Lucent’s stock, at $51.062 on June 30, 2000, finished 2002 at $1.26—a loss of nearly $190 billion in market value in two-and-a-half years.


The Acquisition Magician

To describe Tyco International Ltd., we can only paraphrase Winston Churchill and say that never has so much been sold by so many to so few. From 1997 through 2001, this Bermuda-based conglomerate spent a total of more than $37 billion—most of it in shares of Tyco stock—buying companies the way Imelda Marcos bought shoes. In fiscal year 2000 alone, according to its annual report, Tyco acquired “approximately 200 companies”—an average of more than one every other day.

The result? Tyco grew phenomenally fast; in five years, revenues went from $7.6 billion to $34 billion, and operating income shot from a $476 million loss to a $6.2 billion gain. No wonder the company had a total stock-market value of $114 billion at the end of 2001.

But Tyco’s financial statements were at least as mind-boggling as its growth. Nearly every year, they featured hundreds of millions of dollars in acquisition-related charges. These expenses fell into three main categories:

“merger” or “restructuring” or “other nonrecurring” costs,

“charges for the impairment of long-lived assets,” and

“write-offs of purchased in-process research and development.”

For the sake of brevity, let’s refer to the first kind of charge as MORON, the second as CHILLA, and the third as WOOPIPRAD. How did they show up over time?

FIGURE 17-2 Tyco International Ltd.

All figures are as originally reported, stated in hundreds of millions of dollars.

“Mergers & acquisitions” totals do not include pooling-of-interests deals.

Source: Tyco International annual reports (Form 10-K).

As you can see, the MORON charges—which are supposed to be nonrecurring—showed up in four out of five years and totaled a whopping $2.5 billion. CHILLA cropped up just as chronically and amounted to more than $700 million. WOOPIPRAD came to another half-billion dollars.3

The intelligent investor would ask:

If Tyco’s strategy of growth-through-acquisition was such a neat idea, how come it had to spend an average of $750 million a year cleaning up after itself?

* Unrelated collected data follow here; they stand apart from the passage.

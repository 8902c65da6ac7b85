//! Terminal dashboard: run form, live latency charts and a log panel.

pub mod app;
pub mod event_handler;
pub mod log_layer;
pub mod ui;
pub mod widgets;

pub use app::DashboardApp;
pub use event_handler::{handle_events, Action};
pub use log_layer::{new_log_buffer, DashboardLayer, LogBuffer};

use anyhow::Result;
use ratatui::DefaultTerminal;
use std::sync::Arc;
use tokio::sync::watch;
use tokio::task::JoinHandle;

use crate::config::HarnessConfig;
use crate::error::HarnessError;
use crate::harness::{
    HttpSampler, ProbeHost, RunPlan, SampleSource, SeriesSet, TrialOrchestrator,
};

type RunHandle = JoinHandle<Result<SeriesSet, HarnessError>>;

/// Run the dashboard until the operator quits
pub async fn run(config: &HarnessConfig, log_buffer: LogBuffer) -> Result<()> {
    let host = ProbeHost::connect(config).await?;
    let sampler = host.sampler(config)?;

    let backends = match sampler.list_backends().await {
        Ok(backends) => backends,
        Err(e) => {
            tracing::warn!("Could not list backends, using {}: {:#}", config.backend, e);
            vec![config.backend.clone()]
        }
    };

    let orchestrator = Arc::new(TrialOrchestrator::new(sampler));
    let mut app = DashboardApp::new(backends, &RunPlan::from_config(config), log_buffer);
    tracing::info!("Dashboard ready, probing {}", host.base_url());

    let mut terminal = ratatui::init();
    let result = event_loop(&mut terminal, &mut app, &orchestrator).await;
    ratatui::restore();
    result
}

async fn event_loop(
    terminal: &mut DefaultTerminal,
    app: &mut DashboardApp,
    orchestrator: &Arc<TrialOrchestrator<HttpSampler>>,
) -> Result<()> {
    let mut updates = orchestrator.subscribe();
    let mut current: Option<RunHandle> = None;

    loop {
        if updates.has_changed().unwrap_or(false) {
            app.apply_snapshot(updates.borrow_and_update().clone());
        }
        if current.as_ref().is_some_and(|h| h.is_finished()) {
            if let Some(handle) = current.take() {
                finish(app, handle, &mut updates).await;
            }
        }

        terminal.draw(|frame| ui::render(frame, app))?;

        // Polling blocks for up to 250ms
        let action = tokio::task::block_in_place(|| handle_events(app))?;
        if let Some(Action::StartRun) = action {
            if let Some(handle) = start(app, orchestrator) {
                current = Some(handle);
            }
        }

        if app.should_quit {
            break;
        }
    }

    Ok(())
}

fn start<S: SampleSource + 'static>(
    app: &mut DashboardApp,
    orchestrator: &Arc<TrialOrchestrator<S>>,
) -> Option<RunHandle> {
    // The task sets the orchestrator flag only once polled
    if app.running || orchestrator.is_running() {
        tracing::warn!("{}; ignoring start", HarnessError::AlreadyRunning);
        return None;
    }
    let Some(plan) = app.plan() else {
        tracing::warn!("Enable at least one scope to start a run");
        return None;
    };

    app.start_run(&plan);
    let orchestrator = Arc::clone(orchestrator);
    Some(tokio::spawn(async move { orchestrator.run(&plan).await }))
}

async fn finish(
    app: &mut DashboardApp,
    handle: RunHandle,
    updates: &mut watch::Receiver<SeriesSet>,
) {
    match handle.await {
        Ok(outcome) => {
            // The final snapshot is the returned series
            let _ = updates.borrow_and_update();
            app.finish_run(outcome);
        }
        Err(e) => {
            tracing::error!("Run task failed: {}", e);
            app.running = false;
            app.status = "Failed".to_string();
        }
    }
}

If, as seems clear, Tyco was not in the business of making things—but rather in the business of buying other companies that make things—then why were its MORON charges “nonrecurring”? Weren’t they just part of Tyco’s normal costs of doing business?

And with accounting charges for past acquisitions junking up every year’s earnings, who could tell what next year’s would be?

In fact, an investor couldn’t even tell what Tyco’s past earnings were. In 1999, after an accounting review by the U.S. Securities and Exchange Commission, Tyco retroactively added $257 million in MORON charges to its 1998 expenses—meaning that those “nonrecurring” costs had actually recurred in that year, too. At the same time, the company rejiggered its originally reported 1999 charges: MORON dropped to $929 million while CHILLA rose to $507 million.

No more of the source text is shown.